True, that's an alternative approach.  Mine has the nice ability that
you can see the items in the stash with log --first-parent, which I
found to be useful in my testing.  We could of course change yours
to have that property as well by reversing the order, but then the last
item in the chain would have a base commit or a different pattern.

Yours does have the nice ability that we can see the actual original
stash commits as well.

> When we create A, if we use a predictable commit log message and
> the same author/committer ident as A^1 (i.e. stash@{0}), and do it
> the same for B and C, then no matter who exports the stash and at
> which time, we'd get an identical result, I would presume.

True.

I do want to preserve my nice --first-parent property.  What I propose
to do is this: I'll take your approach and reverse the parents to
preserve the --first-parent chain and synthesize a predictable root
commit based on the fake ID information we use for stashes when nobody's
provided any.

Junio C Hamano March 10, 2022, 9:38 p.m. UTC | #3

"brian m. carlson" <sandals@crustytoothpaste.net> writes:

> I do want to preserve my nice --first-parent property.  What I propose
> to do is this: I'll take your approach and reverse the parents to
> preserve the --first-parent chain and synthesize a predictable root
> commit based on the fake ID information we use for stashes when nobody's
> provided any.

I am wondering if this can be made not an export format but a new
mechanism to store stashes that we use without having to export and
import.  Capping the series of "stash entry" commits with an extra
commit that is continuously amended, and recording which stash entry
has already been used (and not to be shown) etc., in the log message
part of that commit, would give us "stash drop" without rewriting
all the history and would easily bring us to feature parity with the
reflog based implementation, I would hope?

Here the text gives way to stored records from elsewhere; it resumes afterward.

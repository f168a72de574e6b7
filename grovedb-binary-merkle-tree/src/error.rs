use thiserror::Error;

use crate::Digest;

/// Errors from binary Merkle tree operations.
///
/// A proof that simply does not lead to the expected root is not an error;
/// verification reports that as `false`.
#[derive(Debug, Clone, PartialEq, Eq, Error)]
pub enum BinaryMerkleError {
    /// A leaf or digest could not be decoded, or digest lengths differ.
    #[error("invalid input: {0}")]
    InvalidInput(String),
    /// Tried to build a tree from zero leaves.
    #[error("cannot build a tree without leaves")]
    EmptyTree,
    /// Proof requested for a leaf that is not in the bottom layer.
    #[error("leaf {0} is not part of the tree")]
    LeafNotFound(Digest),
    /// Proof requested for a position past the last leaf.
    #[error("leaf index {index} is out of range (count {count})")]
    IndexOutOfRange {
        /// Requested position.
        index: usize,
        /// Number of leaves in the tree.
        count: usize,
    },
    /// The proof cannot be evaluated at all (wrong digest length, corrupt
    /// encoding).
    #[error("malformed proof: {0}")]
    MalformedProof(String),
}

/// Alias for `core::result::Result<T, BinaryMerkleError>`.
pub type Result<T> = core::result::Result<T, BinaryMerkleError>;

brian m. carlson March 10, 2022, 10:42 p.m. UTC | #4

On 2022-03-10 at 21:38:42, Junio C Hamano wrote:
> "brian m. carlson" <sandals@crustytoothpaste.net> writes:
> 
> > I do want to preserve my nice --first-parent property.  What I propose
> > to do is this: I'll take your approach and reverse the parents to
> > preserve the --first-parent chain and synthesize a predictable root
> > commit based on the fake ID information we use for stashes when nobody's
> > provided any.
> 
> I am wondering if this can be made not an export format but a new
> mechanism to store stashes that we use without having to export and
> import.  Capping the series of "stash entry" commits with an extra
> commit that is continuously amended, and recording which stash entry
> has already been used (and not to be shown) etc., in the log message
> part of that commit, would give us "stash drop" without rewriting
> all the history and would easily bring us to feature parity with the
> reflog based implementation, I would hope?

I had thought of providing a different stash format via
extensions.stashFormat or something instead of this.  The problem becomes
backward compatibility: we essentially can't use stashes with older
versions, and a very common use case in development is to work inside a
Docker container or such where the version of Git is whatever the OS
happened to ship, so such a change can be painful.  It also impedes
working with the repository using libgit2, which is heavily used in some
environments (e.g., the Rust toolchain), until someone ports that change
there.

I'm not opposed to seeing such a format change where refs/stash itself
becomes pushable via a format change, but for my present use case, I
don't want to do that right now.  It's possible that I might write such
a series in the future, or someone else could write it, but I won't be
writing it at the present moment.